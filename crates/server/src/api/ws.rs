//! Live solve feed over WebSocket.

use std::sync::Arc;

use axum::extract::State;
use axum::extract::ws::{Message, WebSocket, WebSocketUpgrade};
use axum::response::IntoResponse;
use flagforge_api_types::SolveEventMessage;
use futures_util::{SinkExt, StreamExt};
use tokio::sync::broadcast::error::RecvError;
use tracing::{error, info, warn};

use super::state::AppState;
use crate::events::{SolveEvent, SolveStream};

pub async fn solves_websocket(
    ws: WebSocketUpgrade,
    State(state): State<Arc<AppState>>,
) -> impl IntoResponse {
    info!("new solve feed connection request");
    let stream = state.service.subscribe_solves();
    ws.on_upgrade(move |socket| handle_socket(socket, stream))
}

async fn handle_socket(socket: WebSocket, mut stream: SolveStream) {
    let (mut sender, mut receiver) = socket.split();
    info!("solve feed connection established");

    let writer_task = tokio::spawn(async move {
        loop {
            let event = match stream.recv().await {
                Ok(event) => event,
                Err(RecvError::Lagged(skipped)) => {
                    warn!(skipped, "solve feed subscriber lagged");
                    continue;
                }
                Err(RecvError::Closed) => break,
            };

            let json = match serde_json::to_string(&solve_message(event)) {
                Ok(json) => json,
                Err(err) => {
                    error!(error = %err, "failed to serialize solve event");
                    break;
                }
            };

            if sender.send(Message::Text(json.into())).await.is_err() {
                break;
            }
        }
    });

    // The feed is one-way; reading only watches for the client going away.
    while let Some(msg) = receiver.next().await {
        match msg {
            Ok(Message::Close(_)) => break,
            Ok(_) => {}
            Err(err) => {
                warn!(error = %err, "solve feed receive error");
                break;
            }
        }
    }

    writer_task.abort();
    info!("solve feed connection closed");
}

fn solve_message(event: SolveEvent) -> SolveEventMessage {
    SolveEventMessage {
        challenge_id: event.challenge_id.to_string(),
        challenge_title: event.challenge_title,
        user_email: event.user_email.to_string(),
        points_awarded: event.points_awarded,
        first_blood: event.first_blood,
        solved_at: event.solved_at,
    }
}
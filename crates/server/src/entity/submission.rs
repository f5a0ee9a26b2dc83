use sea_orm::entity::prelude::*;

/// One row per flag attempt. Rows are never updated.
#[derive(Clone, Debug, PartialEq, Eq, DeriveEntityModel)]
#[sea_orm(table_name = "submission")]
pub struct Model {
    #[sea_orm(primary_key, auto_increment = false)]
    pub id: String,
    pub challenge_id: String,
    pub user_email: String,
    pub is_correct: bool,
    pub submitted_flag: String,
    pub submitted_at: DateTimeUtc,
    pub points_earned: i32,
    pub is_first_blood: bool,
}

#[derive(Copy, Clone, Debug, EnumIter, DeriveRelation)]
pub enum Relation {
    #[sea_orm(
        belongs_to = "super::challenge::Entity",
        from = "Column::ChallengeId",
        to = "super::challenge::Column::Id",
        on_update = "NoAction",
        on_delete = "Cascade"
    )]
    Challenge,
}

impl Related<super::challenge::Entity> for Entity {
    fn to() -> RelationDef {
        Relation::Challenge.def()
    }
}

impl ActiveModelBehavior for ActiveModel {}
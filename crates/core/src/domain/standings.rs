//! Read-side aggregations over the ledger.
//!
//! Every function here takes the correct entries of the ledger, in ledger
//! order, and recomputes its view from scratch. Nothing is cached.

use std::collections::BTreeMap;

use chrono::{DateTime, Utc};

use super::{ChallengeId, UserEmail};

/// A correct ledger entry, reduced to what the aggregations need.
#[derive(Debug, Clone, PartialEq, Eq)]
pub struct Solve {
    pub challenge_id: ChallengeId,
    pub user_email: UserEmail,
    pub solved_at: DateTime<Utc>,
    pub points: u32,
    pub first_blood: bool,
}

#[derive(Debug, Clone, PartialEq, Eq)]
pub struct SolverEntry {
    pub user_email: UserEmail,
    pub solved_at: DateTime<Utc>,
    pub solve_order: u32,
    pub first_blood: bool,
}

/// Solvers of one challenge, earliest first.
///
/// `solve_order` is 1-based. `first_blood` is the flag recorded in the ledger,
/// and the recorded first blood always takes order 1, so the list agrees with
/// the scoreboard even when timestamps tie or the clock stepped backwards.
/// Remaining ties keep their input order.
pub fn order_solvers(challenge_id: ChallengeId, solves: &[Solve]) -> Vec<SolverEntry> {
    let mut matching: Vec<&Solve> = solves
        .iter()
        .filter(|solve| solve.challenge_id == challenge_id)
        .collect();
    matching.sort_by_key(|solve| (!solve.first_blood, solve.solved_at));

    matching
        .into_iter()
        .zip(1_u32..)
        .map(|(solve, order)| SolverEntry {
            user_email: solve.user_email.clone(),
            solved_at: solve.solved_at,
            solve_order: order,
            first_blood: solve.first_blood,
        })
        .collect()
}

#[derive(Debug, Clone, PartialEq, Eq)]
pub struct Standing {
    pub rank: u32,
    pub email: UserEmail,
    pub total_points: u64,
    pub solved_challenges: u32,
    pub first_bloods: u32,
    pub last_solve_time: DateTime<Utc>,
}

/// Ranks every user with at least one solve.
///
/// Ordering is total points descending, then earliest last solve, then email
/// so that full ties still come out the same on every call.
pub fn rank_standings(solves: &[Solve]) -> Vec<Standing> {
    let mut grouped: BTreeMap<&UserEmail, Standing> = BTreeMap::new();

    for solve in solves {
        let standing = grouped
            .entry(&solve.user_email)
            .or_insert_with(|| Standing {
                rank: 0,
                email: solve.user_email.clone(),
                total_points: 0,
                solved_challenges: 0,
                first_bloods: 0,
                last_solve_time: solve.solved_at,
            });

        standing.total_points += u64::from(solve.points);
        standing.solved_challenges += 1;
        if solve.first_blood {
            standing.first_bloods += 1;
        }
        standing.last_solve_time = standing.last_solve_time.max(solve.solved_at);
    }

    let mut standings: Vec<Standing> = grouped.into_values().collect();
    standings.sort_by(|a, b| {
        b.total_points
            .cmp(&a.total_points)
            .then(a.last_solve_time.cmp(&b.last_solve_time))
    });

    for (standing, rank) in standings.iter_mut().zip(1_u32..) {
        standing.rank = rank;
    }

    standings
}

#[derive(Debug, Clone, PartialEq, Eq)]
pub struct UserStats {
    pub completed_challenges: u32,
    pub total_challenges: u64,
    pub total_points: u64,
    pub rank: u32,
    pub percentile: u32,
    pub first_bloods: u32,
}

/// Stats of one user against the full ranking produced by [`rank_standings`].
///
/// A user without solves ranks right after the last solver.
pub fn user_stats(standings: &[Standing], email: &UserEmail, total_challenges: u64) -> UserStats {
    let ranked = standings.len();
    let own = standings.iter().find(|standing| &standing.email == email);

    let rank = match own {
        Some(standing) => standing.rank,
        None => u32::try_from(ranked + 1).unwrap_or(u32::MAX),
    };

    let percentile = if ranked == 0 {
        0
    } else {
        let raw = (1.0 - f64::from(rank) / ranked as f64) * 100.0;
        raw.round().clamp(0.0, 100.0) as u32
    };

    UserStats {
        completed_challenges: own.map_or(0, |s| s.solved_challenges),
        total_challenges,
        total_points: own.map_or(0, |s| s.total_points),
        rank,
        percentile,
        first_bloods: own.map_or(0, |s| s.first_bloods),
    }
}
use chrono::{DateTime, Utc};
use flagforge_core::domain::{ChallengeId, DomainError, UserEmail};
use tracing::{debug, info};

use super::{AttemptPolicy, CtfError, CtfService, Result};
use crate::events::SolveEvent;
use crate::repository::NewSubmission;

#[derive(Debug, Clone, Copy, PartialEq, Eq)]
pub struct SubmitResult {
    pub success: bool,
    pub points_awarded: u32,
    pub first_blood: bool,
    pub bonus_points: u32,
}

impl CtfService {
    /// Checks a flag attempt and appends it to the ledger.
    ///
    /// Rejections (`NotFound`, `Inactive`, `AlreadySolved`, `RateLimited`,
    /// `Validation`) leave the ledger untouched. A wrong flag is recorded and
    /// returned as `success == false`.
    #[tracing::instrument(skip(self, flag_text))]
    pub async fn submit_flag(
        &self,
        challenge_id: ChallengeId,
        user_email: &str,
        flag_text: &str,
    ) -> Result<SubmitResult> {
        let user_email = UserEmail::parse(user_email)?;
        if flag_text.trim().is_empty() {
            return Err(DomainError::EmptyFlag.into());
        }

        // Everything below reads the ledger and then writes to it.
        let _guard = self.locks.acquire(challenge_id).await;

        let challenge = self
            .challenges
            .find_by_id(challenge_id)
            .await?
            .ok_or_else(|| CtfError::challenge_not_found(challenge_id))?;

        if !challenge.is_active {
            return Err(CtfError::Inactive(challenge_id));
        }

        if self.submissions.has_correct(challenge_id, &user_email).await? {
            return Err(CtfError::AlreadySolved {
                challenge_id,
                user_email,
            });
        }

        let now = self.clock.now();
        self.enforce_attempt_policy(challenge_id, &user_email, now)
            .await?;

        let correct = challenge.flag.matches(flag_text);
        let first_blood = correct && !self.submissions.any_correct(challenge_id).await?;
        let award = challenge.points.award(correct, first_blood);

        let record = self
            .submissions
            .append(NewSubmission {
                challenge_id,
                user_email: user_email.clone(),
                is_correct: correct,
                submitted_flag: flag_text.to_string(),
                submitted_at: now,
                points_earned: award.points_awarded,
                is_first_blood: award.first_blood,
            })
            .await?;

        info!(
            submission_id = %record.id,
            user_email = %user_email,
            correct,
            first_blood = award.first_blood,
            points = award.points_awarded,
            "flag submission recorded"
        );

        if correct {
            self.events.emit(SolveEvent {
                challenge_id,
                challenge_title: challenge.title,
                user_email,
                points_awarded: award.points_awarded,
                first_blood: award.first_blood,
                solved_at: now,
            });
        }

        Ok(SubmitResult {
            success: correct,
            points_awarded: award.points_awarded,
            first_blood: award.first_blood,
            bonus_points: award.bonus_points,
        })
    }

    async fn enforce_attempt_policy(
        &self,
        challenge_id: ChallengeId,
        user_email: &UserEmail,
        now: DateTime<Utc>,
    ) -> Result<()> {
        let Some(since) = self.policy.window_start(now) else {
            return Ok(());
        };

        let attempts = self
            .submissions
            .count_attempts_since(challenge_id, user_email, since)
            .await?;

        match self.policy {
            AttemptPolicy::Limited {
                max_attempts,
                window_secs,
            } if !self.policy.allows(attempts) => {
                debug!(user_email = %user_email, attempts, "attempt limit reached");
                Err(CtfError::RateLimited {
                    max_attempts,
                    window_secs,
                })
            }
            _ => Ok(()),
        }
    }
}
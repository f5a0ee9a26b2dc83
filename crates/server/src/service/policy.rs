use chrono::{DateTime, TimeDelta, Utc};

/// How many attempts a user may make on one challenge.
///
/// `Unlimited` keeps every wrong guess allowed, which is the platform's
/// historical behavior.
#[derive(Debug, Clone, Copy, Default, PartialEq, Eq)]
pub enum AttemptPolicy {
    #[default]
    Unlimited,
    Limited { max_attempts: u32, window_secs: u64 },
}

impl AttemptPolicy {
    /// Start of the trailing window ending at `now`, if attempts are limited.
    pub fn window_start(&self, now: DateTime<Utc>) -> Option<DateTime<Utc>> {
        match *self {
            Self::Unlimited => None,
            Self::Limited { window_secs, .. } => {
                let secs = i64::try_from(window_secs).unwrap_or(i64::MAX);
                let window = TimeDelta::try_seconds(secs).unwrap_or(TimeDelta::MAX);
                Some(
                    now.checked_sub_signed(window)
                        .unwrap_or(DateTime::<Utc>::MIN_UTC),
                )
            }
        }
    }

    pub fn allows(&self, attempts_in_window: u64) -> bool {
        match *self {
            Self::Unlimited => true,
            Self::Limited { max_attempts, .. } => attempts_in_window < u64::from(max_attempts),
        }
    }
}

**Your instructions**
The string "None" shows up in some lines of the listing. Copy each such line.

**Exercise solution**
        None => u32::try_from(ranked + 1).unwrap_or(u32::MAX),
            Self::Unlimited => None,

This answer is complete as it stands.